Professor Klaus Schönert (1927-2011) developer of High Pressure Grinding Rolls (HPGR) will be inducted in the comminution category at the gala dinner in the Brown Palace Hotel, Denver on February 16 (www.im-halloffame.com). Its acceptance has verified the claim from the original research that high pressure comminution improved energy efficiency. The rapid growth in applications for minerals has occurred only during the past 10 years because techniques had to be developed to minimise abrasive wear of the rolls.
Cement grew rapidly during the 20th century as the material of choice for the construction of buildings and infrastructure. About 100 kWh were required to produce 1 t of finished cement with about 60% being used for grinding, usually in a two compartment ball mill.
In 1955 Hans Rumpf (1911-1976) was appointed Professor of Mechanical Processing Technology at the University of Karlsruhe and he established a Fine Particle Research Institute. In 1976, during a lecture to the Fine Particle Society in England, he commented that energy use in comminution could be reduced by up to 90% by crushing single particles instead of materials in bulk.
He was succeeded by his student Schönert who continued the research of the Institute on the breakage of single particles in the range 100 µm to 3 mm. Many pressures were used in tests in the laboratory and briquettes of fine particles were formed which were deglomerated in a ball mill or impact mill. Schönert showed that high pressure breakage followed by deglomeration required only one third to one half the energy used in a ball mill.

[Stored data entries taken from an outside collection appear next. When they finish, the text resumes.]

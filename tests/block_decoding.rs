use savant::interval::BlockError;
use savant::{parse_line, Block, ColumnMapping, RichIntervalRecord};
use test_case::test_case;

#[test_case("3,8,15,", &[3, 8, 15] ; "trailing comma")]
#[test_case("3,8,15", &[3, 8, 15] ; "no trailing comma")]
#[test_case("42", &[42] ; "single value")]
#[test_case("", &[] ; "empty list")]
fn packed_lists_decode(packed: &str, expected: &[i64]) {
    assert_eq!(Block::extract_blocks(packed).expect("list decodes"), expected);
}

#[test_case("3,,15", 1 ; "empty middle token")]
#[test_case("3,x,15", 1 ; "non numeric token")]
#[test_case("3,8,15,,", 3 ; "double trailing comma")]
fn malformed_lists_are_rejected(packed: &str, index: usize) {
    match Block::extract_blocks(packed) {
        Err(BlockError::BadToken { index: found, .. }) => assert_eq!(found, index),
        other => panic!("expected a bad token error, got {other:?}"),
    }
}

fn bed(line: &str) -> RichIntervalRecord {
    parse_line(line, &ColumnMapping::bed()).expect("BED line parses")
}

#[test]
fn bed12_blocks_are_relative_to_the_feature() {
    let record = bed("chr1\t999\t2000\tgene\t500\t+\t1099\t1900\t255,0,0\t2\t200,300,\t0,701,");
    assert_eq!(
        record.blocks(),
        Some(&[Block::new(0, 200), Block::new(701, 300)][..])
    );
    assert_eq!(record.interval().start(), 1000);
    assert_eq!(record.thick_start(), 1100);
}

#[test]
fn gene_pred_exons_are_reanchored_on_tx_start() {
    let line = "585\tNM_1\tchr1\t-\t999\t2000\t1099\t1900\t2\t999,1700,\t1200,2000,\t0\tGENE\tcmpl\tcmpl\t0,0,";
    let record = parse_line(line, &ColumnMapping::gene_pred()).expect("genePred line parses");
    assert_eq!(
        record.blocks(),
        Some(&[Block::new(0, 201), Block::new(701, 300)][..])
    );
    assert_eq!(record.alternate_name(), Some("GENE"));
}

#[test]
fn mismatched_block_columns_fail_the_line() {
    let result = parse_line(
        "chr1\t0\t100\tx\t0\t+\t0\t100\t0\t2\t10,20,\t0,",
        &ColumnMapping::bed(),
    );
    assert!(result.is_err());
}
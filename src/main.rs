use std::io::{self, Write};
use std::path::{Path, PathBuf};
use std::thread;
use std::time::Duration;

use anyhow::{Context, Result};
use clap::{Parser, Subcommand};
use savant::{
    render_bed, ColumnMapping, LdConfig, LdTask, Region, TabixSource, TrackFormat, VariantRecord,
};
use tracing::{debug, info};
use tracing_subscriber::EnvFilter;

#[derive(Parser, Debug)]
#[command(name = "savant", about = "Genomic track records and linkage disequilibrium")]
struct Cli {
    /// Log at debug level unless RUST_LOG says otherwise.
    #[arg(short, long, global = true)]
    verbose: bool,

    #[command(subcommand)]
    command: Commands,
}

#[derive(Subcommand, Debug)]
enum Commands {
    /// Print the records of a tabix-indexed track overlapping a region as BED12.
    Records {
        /// bgzip-compressed track with a `.tbi` index.
        file: PathBuf,
        /// `chrom`, `chrom:start` or `chrom:start-end` (1-based, inclusive).
        region: Region,
        /// Track layout; guessed from the file name when omitted.
        #[arg(long)]
        format: Option<TrackFormat>,
        /// Start column is already 1-based.
        #[arg(long)]
        one_based: bool,
    },
    /// Compute pairwise D' and r² for the variants of a tabix-indexed VCF.
    Ld {
        /// bgzip-compressed VCF with a `.tbi` index.
        vcf: PathBuf,
        /// `chrom`, `chrom:start` or `chrom:start-end` (1-based, inclusive).
        region: Region,
        /// Use dosage r² even when every genotype is phased.
        #[arg(long)]
        unphased: bool,
    },
}

fn main() -> Result<()> {
    let cli = Cli::parse();
    init_logging(cli.verbose);

    match cli.command {
        Commands::Records {
            file,
            region,
            format,
            one_based,
        } => run_records(file, region, format, one_based)?,
        Commands::Ld {
            vcf,
            region,
            unphased,
        } => run_ld(vcf, region, unphased)?,
    }

    Ok(())
}

fn init_logging(verbose: bool) {
    let default = if verbose { "debug" } else { "info" };
    let filter = EnvFilter::try_from_default_env().unwrap_or_else(|_| EnvFilter::new(default));
    tracing_subscriber::fmt()
        .with_env_filter(filter)
        .with_writer(io::stderr)
        .with_target(false)
        .init();
}

fn guess_format(path: &Path) -> TrackFormat {
    let name = path
        .file_name()
        .map(|n| n.to_string_lossy().to_ascii_lowercase())
        .unwrap_or_default();
    let name = name.strip_suffix(".gz").unwrap_or(&name);
    match name.rsplit('.').next() {
        Some("gff") | Some("gff3") => TrackFormat::Gff,
        Some("gtf") => TrackFormat::Gtf,
        Some("genepred") | Some("refgene") => TrackFormat::GenePred,
        Some("bed") => TrackFormat::Bed,
        _ => TrackFormat::Interval,
    }
}

fn run_records(
    path: PathBuf,
    region: Region,
    format: Option<TrackFormat>,
    one_based: bool,
) -> Result<()> {
    let format = format.unwrap_or_else(|| guess_format(&path));
    debug!(%format, "using track layout");
    let mut mapping = ColumnMapping::for_format(format);
    if one_based {
        mapping = mapping.with_one_based(true);
    }
    let mut source = TabixSource::open(&path, mapping)?;
    let records = source
        .interval_records(&region)
        .with_context(|| format!("failed to query {region} in {}", path.display()))?;
    info!(count = records.len(), %region, "records loaded");

    let mut stdout = io::stdout().lock();
    stdout
        .write_all(render_bed(&records).as_bytes())
        .context("failed to write records")?;
    Ok(())
}

fn run_ld(path: PathBuf, region: Region, unphased: bool) -> Result<()> {
    // Variant queries read VCF columns directly; the mapping is never consulted.
    let mut source = TabixSource::open(&path, ColumnMapping::interval())?;
    let records = source
        .variant_records(&region)
        .with_context(|| format!("failed to query {region} in {}", path.display()))?;
    let labels: Vec<String> = records
        .iter()
        .map(|r| match r.name() {
            Some(name) => name.to_string(),
            None => format!("{}:{}", r.reference_name(), r.position()),
        })
        .collect();

    let mut config = LdConfig::detect(&records);
    if unphased {
        config = config.with_phased(false);
    }

    let mut task = LdTask::spawn(records, config);
    let mut reported = 0.0;
    while !task.is_finished() {
        let progress = task.latest_progress();
        if progress - reported >= 0.1 {
            info!("{:.0}% of loci processed", progress * 100.0);
            reported = progress;
        }
        thread::sleep(Duration::from_millis(50));
    }
    let matrices = task.join().context("linkage disequilibrium calculation failed")?;

    let mut stdout = io::stdout().lock();
    matrices
        .write_tsv(&mut stdout, &labels)
        .context("failed to write matrices")?;
    Ok(())
}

The patents which covered his work were for a high pressure comminution process, not a high pressure roller mill by itself. The advance he claimed was for a two-step process of stressing a bed above 50 MPa followed by deglomeration. This was challenged in courts in Germany, USA and Denmark but his patents were approved in every case.
The high pressure grinding rolls which were part of the patents were licensed to ThyssenKrupp Polysius and KHD for use with cement and minerals. There have been more than 700 installations by Polysius and KHD, and many installations by Koppern and FL Smidth. HPGRs are now an accepted part of comminution technology for minerals as well as cement.